Exercise brief: The answer is to be an exact copy of the lines below running from the line with "let file_layer = fmt::layer()" down to the line with "tracing_subscriber::registry()", both ends included, and nothing more.

Saved data entries
* * *
//! Tabi - Narrated Travel Vlog Generator
//!
//! Turns a few lines of travel notes and a set of photos into a narrated
//! slideshow video using a chat-completions model, espeak-ng and ffmpeg.

use anyhow::Result;
use clap::Parser;
use std::path::Path;
use tracing::{Level, info};
use tracing_appender::{non_blocking, rolling};
use tracing_subscriber::{EnvFilter, fmt, layer::SubscriberExt, util::SubscriberInitExt};

use tabi::cli::{Args, Commands};
use tabi::config::Config;
use tabi::narrate::{SpeechEngineFactory, select_voice};
use tabi::segment::segment;
use tabi::workflow::{GenerateRequest, Workflow, collect_images, seeded_rng, translate_text};

#[tokio::main]
async fn main() -> Result<()> {
    let args = Args::parse();

    setup_logging(args.verbose)?;
    info!("Starting Tabi - Narrated Travel Vlog Generator");

    let config = match &args.config {
        Some(config_path) => Config::from_file(config_path)?,
        None => {
            if Path::new("tabi.toml").exists() {
                info!("Found tabi.toml in current directory, loading...");
                Config::from_file("tabi.toml")?
            } else {
                Config::default()
            }
        }
    };

    match args.command {
        Commands::Generate { text, mut images, image_dir, output, bgm, seed } => {
            if let Some(dir) = image_dir {
                images.extend(collect_images(&dir)?);
            }

            let mut workflow = Workflow::new(config)?;
            let report = workflow
                .generate(GenerateRequest { text, images, output, bgm, seed })
                .await?;

            println!("Vlog generated successfully");
            println!("{}", report.output.display());
        }
        Commands::Translate { text } => {
            let outcome = translate_text(&config.translate, &text).await;
            println!("{}", outcome.text());
        }
        Commands::Segments { text, count, seed } => {
            let mut rng = seeded_rng(seed);
            for s in segment(&text, count, &mut rng)? {
                println!("{:>3}. {}", s.index, s.text);
            }
        }
        Commands::Voices => {
            let engine = SpeechEngineFactory::create_default(&config.narrator);
            engine.check_availability().await?;
            let voices = engine.list_voices().await?;
            let selected = select_voice(&voices, &config.narrator.voice_markers);

            println!("{:<3} {:<20} {:<30}", "", "Id", "Name");
            println!("{}", "-".repeat(55));
            for voice in &voices {
                let marker = if Some(voice) == selected { "*" } else { "" };
                println!("{:<3} {:<20} {:<30}", marker, voice.id, voice.name);
            }
        }
        Commands::InitConfig { output } => {
            Config::default().save_to_file(&output)?;
            println!("Default configuration written to {}", output.display());
        }
    }

    info!("Tabi completed successfully");
    Ok(())
}

/// Setup logging to both console and file
fn setup_logging(verbose: bool) -> Result<()> {
    let log_dir = std::env::current_dir()?.join(".tabi").join("log");
    std::fs::create_dir_all(&log_dir)?;

    // Set up file appender with daily rotation
    let file_appender = rolling::daily(&log_dir, "tabi.log");
    let (non_blocking_file, guard) = non_blocking(file_appender);
    // Keep the guard alive for the duration of the program
    std::mem::forget(guard);

    let log_level = if verbose { Level::DEBUG } else { Level::INFO };

    let console_layer = fmt::layer()
        .with_target(false)
        .with_file(verbose)
        .with_line_number(verbose);

    let file_layer = fmt::layer()
        .with_writer(non_blocking_file)
        .with_target(false)
        .with_thread_ids(true)
        .with_file(true)
        .with_line_number(true)
        .with_ansi(false);

    tracing_subscriber::registry()
        .with(EnvFilter::from_default_env().add_directive(log_level.into()))
        .with(console_layer)
        .with(file_layer)
        .try_init()
        .map_err(|e| anyhow::anyhow!("Failed to initialize logging: {}", e))?;

    info!("Logging initialized - console: {}, file: {}",
          log_level, log_dir.join("tabi.log").display());

    Ok(())
}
* * *
Expected answer:
    let file_layer = fmt::layer()
        .with_writer(non_blocking_file)
        .with_target(false)
        .with_thread_ids(true)
        .with_file(true)
        .with_line_number(true)
        .with_ansi(false);

    tracing_subscriber::registry()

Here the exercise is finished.